··· Supplied entries

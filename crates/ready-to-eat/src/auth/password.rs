//! Argon2id password hashing.
//!
//! Hashes are stored in PHC string format, so the salt and parameters travel
//! with the hash and verification needs no side table.

use argon2::password_hash::rand_core::OsRng;
use argon2::password_hash::{PasswordHash, PasswordHasher, PasswordVerifier, SaltString};
use argon2::Argon2;

/// Hashes a plaintext password with a fresh random salt.
pub fn hash_password(password: &str) -> Result<String, argon2::password_hash::Error> {
    let salt = SaltString::generate(&mut OsRng);
    Ok(Argon2::default()
        .hash_password(password.as_bytes(), &salt)?
        .to_string())
}

/// Verifies a plaintext password against a stored PHC hash string.
///
/// A malformed stored hash counts as a failed verification rather than an
/// error: the caller only ever learns "credentials valid or not".
pub fn verify_password(hash: &str, password: &str) -> bool {
    PasswordHash::new(hash)
        .map(|parsed| {
            Argon2::default()
                .verify_password(password.as_bytes(), &parsed)
                .is_ok()
        })
        .unwrap_or(false)
}

#[cfg(test)]
mod tests {
    use super::*;

    #[test]
    fn round_trip_verifies() {
        let hash = hash_password("Password123!").unwrap();
        assert!(verify_password(&hash, "Password123!"));
        assert!(!verify_password(&hash, "Password123?"));
    }

    #[test]
    fn same_password_hashes_differently() {
        let a = hash_password("Password123!").unwrap();
        let b = hash_password("Password123!").unwrap();
        assert_ne!(a, b);
    }

    #[test]
    fn garbage_hash_fails_closed() {
        assert!(!verify_password("not-a-phc-string", "Password123!"));
        assert!(!verify_password("", "Password123!"));
    }
}
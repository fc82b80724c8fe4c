use chrono::{DateTime, Utc};
use serde::{Deserialize, Serialize};
use std::fmt::Display;

/// Type-safe identifier for Admins.
#[derive(Debug, Clone, Copy, PartialEq, Eq, Hash, Serialize, Deserialize)]
pub struct AdminId(pub u32);

impl Display for AdminId {
    fn fmt(&self, f: &mut std::fmt::Formatter<'_>) -> std::fmt::Result {
        write!(f, "admin_{}", self.0)
    }
}

/// A back-office operator account. Created at bootstrap and static
/// thereafter; only its session activity changes at runtime.
#[derive(Debug, Clone, PartialEq)]
pub struct Admin {
    pub id: AdminId,
    pub username: String,
    pub password_hash: String,
    pub full_name: String,
    pub role: String,
    pub created_at: DateTime<Utc>,
    pub updated_at: DateTime<Utc>,
}

/// Payload for creating an admin (seed path only).
#[derive(Debug, Clone)]
pub struct AdminCreate {
    pub username: String,
    pub password_hash: String,
    pub full_name: String,
    pub role: String,
}

/// Client-facing view of an admin, without the password hash.
#[derive(Debug, Clone, PartialEq, Serialize)]
pub struct AdminProfile {
    pub id: AdminId,
    pub username: String,
    pub full_name: String,
    pub role: String,
    pub created_at: DateTime<Utc>,
    pub updated_at: DateTime<Utc>,
}

impl From<&Admin> for AdminProfile {
    fn from(admin: &Admin) -> Self {
        Self {
            id: admin.id,
            username: admin.username.clone(),
            full_name: admin.full_name.clone(),
            role: admin.role.clone(),
            created_at: admin.created_at,
            updated_at: admin.updated_at,
        }
    }
}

······

> [Your instructions]
All records are to be restated exactly, from the first line to the last line.

> [Response to this task]
filename crates/ready-to-eat/src/auth/password.rs
//! Argon2id password hashing.
//!
//! Hashes are stored in PHC string format, so the salt and parameters travel
//! with the hash and verification needs no side table.

use argon2::password_hash::rand_core::OsRng;
use argon2::password_hash::{PasswordHash, PasswordHasher, PasswordVerifier, SaltString};
use argon2::Argon2;

/// Hashes a plaintext password with a fresh random salt.
pub fn hash_password(password: &str) -> Result<String, argon2::password_hash::Error> {
    let salt = SaltString::generate(&mut OsRng);
    Ok(Argon2::default()
        .hash_password(password.as_bytes(), &salt)?
        .to_string())
}

/// Verifies a plaintext password against a stored PHC hash string.
///
/// A malformed stored hash counts as a failed verification rather than an
/// error: the caller only ever learns "credentials valid or not".
pub fn verify_password(hash: &str, password: &str) -> bool {
    PasswordHash::new(hash)
        .map(|parsed| {
            Argon2::default()
                .verify_password(password.as_bytes(), &parsed)
                .is_ok()
        })
        .unwrap_or(false)
}

#[cfg(test)]
mod tests {
    use super::*;

    #[test]
    fn round_trip_verifies() {
        let hash = hash_password("Password123!").unwrap();
        assert!(verify_password(&hash, "Password123!"));
        assert!(!verify_password(&hash, "Password123?"));
    }

    #[test]
    fn same_password_hashes_differently() {
        let a = hash_password("Password123!").unwrap();
        let b = hash_password("Password123!").unwrap();
        assert_ne!(a, b);
    }

    #[test]
    fn garbage_hash_fails_closed() {
        assert!(!verify_password("not-a-phc-string", "Password123!"));
        assert!(!verify_password("", "Password123!"));
    }
}
repository fc82b80724c8fe4c
use chrono::{DateTime, Utc};
use serde::{Deserialize, Serialize};
use std::fmt::Display;

/// Type-safe identifier for Admins.
#[derive(Debug, Clone, Copy, PartialEq, Eq, Hash, Serialize, Deserialize)]
pub struct AdminId(pub u32);

impl Display for AdminId {
    fn fmt(&self, f: &mut std::fmt::Formatter<'_>) -> std::fmt::Result {
        write!(f, "admin_{}", self.0)
    }
}

/// A back-office operator account. Created at bootstrap and static
/// thereafter; only its session activity changes at runtime.
#[derive(Debug, Clone, PartialEq)]
pub struct Admin {
    pub id: AdminId,
    pub username: String,
    pub password_hash: String,
    pub full_name: String,
    pub role: String,
    pub created_at: DateTime<Utc>,
    pub updated_at: DateTime<Utc>,
}

/// Payload for creating an admin (seed path only).
#[derive(Debug, Clone)]
pub struct AdminCreate {
    pub username: String,
    pub password_hash: String,
    pub full_name: String,
    pub role: String,
}

/// Client-facing view of an admin, without the password hash.
#[derive(Debug, Clone, PartialEq, Serialize)]
pub struct AdminProfile {
    pub id: AdminId,
    pub username: String,
    pub full_name: String,
    pub role: String,
    pub created_at: DateTime<Utc>,
    pub updated_at: DateTime<Utc>,
}

impl From<&Admin> for AdminProfile {
    fn from(admin: &Admin) -> Self {
        Self {
            id: admin.id,
            username: admin.username.clone(),
            full_name: admin.full_name.clone(),
            role: admin.role.clone(),
            created_at: admin.created_at,
            updated_at: admin.updated_at,
        }
    }
}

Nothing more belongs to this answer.